Introduction. The ideology of Fast Track-Surgery (FTS) and Enhanced Recovery After Surgery (ERAS) represents modern trends in global surgical practice. Anesthesiology aims to provide ideal and universal solutions for protecting patients from surgical aggression. A multimodal approach, which includes multilevel, multifaceted antinociception, is well-founded, where maximum effectiveness is combined with minimal side effects. The aim. To analyze the issue of multimodal pain management as an important component of ERAS (Enhanced Recovery After Surgery) from modern sources of literature for optimizing perioperative care in the minimally invasive surgery department. Materials and methods. Bibliosemantic, comparative, and systemic analysis methods were employed. The proposed recommendations were developed based on an analysis of modern literature, the results of randomized trials and meta-analyses, as well as our own studies dedicated to the study of perioperative pain issues.

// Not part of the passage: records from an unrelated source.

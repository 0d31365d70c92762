//! Shared implementation of `beanroot-check`.

use anyhow::{Context, Result};
use clap::{Parser, ValueEnum};
use serde::Serialize;
use std::io::{self, Write};
use std::path::PathBuf;
use std::process::ExitCode;
use std::time::Instant;
use tracing::debug;
use tracing_subscriber::EnvFilter;

use beanroot_loader::{LoadError, Loader};
use beanroot_realization::{dump_balances, realize};

/// Output format for diagnostics.
#[derive(Debug, Clone, Copy, Default, ValueEnum)]
pub enum OutputFormat {
    /// Errors on stderr, balances on stdout
    #[default]
    Text,
    /// One JSON document on stdout
    Json,
}

/// A load error in JSON output.
#[derive(Debug, Serialize)]
pub struct JsonDiagnostic {
    /// Source file, when known
    #[serde(skip_serializing_if = "Option::is_none")]
    pub file: Option<String>,
    /// 1-based line, when known
    #[serde(skip_serializing_if = "Option::is_none")]
    pub line: Option<u32>,
    /// Error message
    pub message: String,
}

/// JSON output structure.
#[derive(Debug, Serialize)]
pub struct JsonOutput {
    /// Every load error
    pub diagnostics: Vec<JsonDiagnostic>,
    /// Number of errors
    pub error_count: usize,
}

/// Load a ledger, report its errors and print account balances.
#[derive(Parser, Debug)]
#[command(name = "beanroot-check", author, version, about, long_about = None)]
pub struct Args {
    /// The ledger file to check
    #[arg(value_name = "FILE")]
    pub file: PathBuf,

    /// Do not read or write the result cache
    #[arg(short = 'C', long = "no-cache")]
    pub no_cache: bool,

    /// Log cache and pipeline activity to stderr
    #[arg(short, long)]
    pub verbose: bool,

    /// Print only leaf accounts
    #[arg(long)]
    pub leaves_only: bool,

    /// Output format (text or json)
    #[arg(long, short = 'f', value_enum, default_value = "text")]
    pub format: OutputFormat,
}

/// File and line an error points at.
fn error_location(error: &LoadError) -> (Option<String>, Option<u32>) {
    let file = |path: &PathBuf| Some(path.display().to_string());
    match error {
        LoadError::FileMissing { path } | LoadError::Io { path, .. } => (file(path), None),
        LoadError::DuplicateInclude {
            included_from,
            lineno,
            ..
        } => (file(included_from), Some(*lineno)),
        LoadError::Parse { path, error } => (file(path), Some(error.lineno)),
        LoadError::InvalidOption { path, lineno, .. } => (file(path), Some(*lineno)),
        LoadError::Plugin(error) => match error.location() {
            Some(location) => (Some(location.filename.clone()), Some(location.lineno)),
            None => (None, None),
        },
        LoadError::Decode { .. } | LoadError::PluginLoad { .. } => (None, None),
    }
}

/// One-line text rendering. Plugin errors get their source location in
/// front; every other kind names its file already.
fn render_error(error: &LoadError) -> String {
    match (error, error_location(error)) {
        (LoadError::Plugin(_), (Some(file), Some(line))) => format!("{file}:{line}: {error}"),
        _ => error.to_string(),
    }
}

fn diagnostics(errors: &[LoadError]) -> JsonOutput {
    JsonOutput {
        diagnostics: errors
            .iter()
            .map(|error| {
                let (file, line) = error_location(error);
                JsonDiagnostic {
                    file,
                    line,
                    message: error.to_string(),
                }
            })
            .collect(),
        error_count: errors.len(),
    }
}

fn run(args: &Args) -> Result<ExitCode> {
    let start = Instant::now();
    if !args.file.exists() {
        anyhow::bail!("file not found: {}", args.file.display());
    }

    let result = Loader::new()
        .with_cache(!args.no_cache)
        .load(&args.file)
        .with_context(|| format!("failed to load {}", args.file.display()))?;
    debug!(
        directives = result.directives.len(),
        errors = result.errors.len(),
        cache = ?result.cache,
        elapsed = ?start.elapsed(),
        "loaded"
    );

    let mut stdout = io::stdout().lock();
    match args.format {
        OutputFormat::Json => {
            serde_json::to_writer_pretty(&mut stdout, &diagnostics(&result.errors))?;
            writeln!(stdout)?;
        }
        OutputFormat::Text => {
            let mut stderr = io::stderr().lock();
            for error in &result.errors {
                writeln!(stderr, "{}", render_error(error))?;
            }
            let root = realize(&result.directives, &result.options.account_types());
            write!(stdout, "{}", dump_balances(&root, args.leaves_only))?;
        }
    }

    Ok(if result.errors.is_empty() {
        ExitCode::SUCCESS
    } else {
        ExitCode::from(1)
    })
}

fn init_logging(verbose: bool) {
    let default = if verbose { "debug" } else { "warn" };
    let filter = EnvFilter::try_from_default_env().unwrap_or_else(|_| EnvFilter::new(default));
    tracing_subscriber::fmt()
        .with_env_filter(filter)
        .with_writer(io::stderr)
        .with_target(false)
        .init();
}

/// Main entry point.
pub fn main() -> ExitCode {
    let args = Args::parse();
    init_logging(args.verbose);

    match run(&args) {
        Ok(exit_code) => exit_code,
        Err(e) => {
            eprintln!("error: {e:#}");
            ExitCode::from(2)
        }
    }
}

The results. It has been proven that the use of opioids in anesthesia practice is decreasing. New and modern methods of continuous monitoring of vital organs in patients are being introduced as supplements to classical monitoring protocols. These methods are used to avoid excessive or inadequate dosing of anesthetics, adjust the concentration of substances used, reduce post-anesthesia complications, and improve patient comfort. The method of perioperative energy monitoring significantly complements the "International Standards for Safe Anesthetic Practice", WFSA (2010), and enhances perioperative patient safety by detecting metabolic disturbances and implementing appropriate pathogenetic correction. The importance of regional anesthesia under ultrasound control, nociception-antinociception balance management, and the impact of these methods on opioid consumption, patient satisfaction, and postoperative recovery have been proven. Conclusions. The most commonly used combination of drugs for multimodal analgesia often includes acetaminophen and NSAIDs (strong recommendation). It has been proven that deep and prolonged sedation in intensive care unit (ICU) patients is associated with worse outcomes, longer mechanical ventilation duration, extended ICU and hospital stays, and higher rates of complications, including infections and sometimes even death.
多模式麻醉是时代的重要组成部分
导言。快速通道手术(FTS)和术后强化恢复(ERAS)的理念代表了全球外科实践的现代趋势。麻醉学旨在为保护患者免受手术侵犯提供理想的通用解决方案。多模式方法,包括多层次、多方面的抗疼痛治疗,是有充分依据的,在这种方法中,最大的有效性与最小的副作用相结合。目的是什么?从优化微创手术部门围手术期护理的现代文献资料中分析作为 ERAS(术后强化恢复)重要组成部分的多模式疼痛管理问题。材料与方法。采用了书义分析、比较分析和系统分析方法。根据对现代文献、随机试验和荟萃分析结果的分析,以及我们自己专门研究围手术期疼痛问题的研究,提出了建议。研究结果事实证明,麻醉实践中阿片类药物的使用正在减少。作为对传统监测方案的补充,目前正在采用新的现代方法对患者的重要器官进行持续监测。这些方法可用于避免麻醉剂剂量过大或过小,调整所用物质的浓度,减少麻醉后并发症,并提高病人的舒适度。围术期能量监测方法是对 WFSA(2010 年)"国际安全麻醉实践标准 "的重要补充,并通过检测代谢紊乱和实施适当的病理纠正来提高围术期患者的安全性。超声控制下的区域麻醉、痛觉-反痛觉平衡管理的重要性以及这些方法对阿片类药物消耗、患者满意度和术后恢复的影响已得到证实。结论。多模式镇痛最常用的药物组合通常包括对乙酰氨基酚和非甾体抗炎药(强烈推荐)。事实证明,对重症监护室(ICU)患者进行深度和长时间镇静与较差的治疗效果、较长的机械通气时间、较长的重症监护室和住院时间以及较高的并发症发生率(包括感染,有时甚至死亡)有关。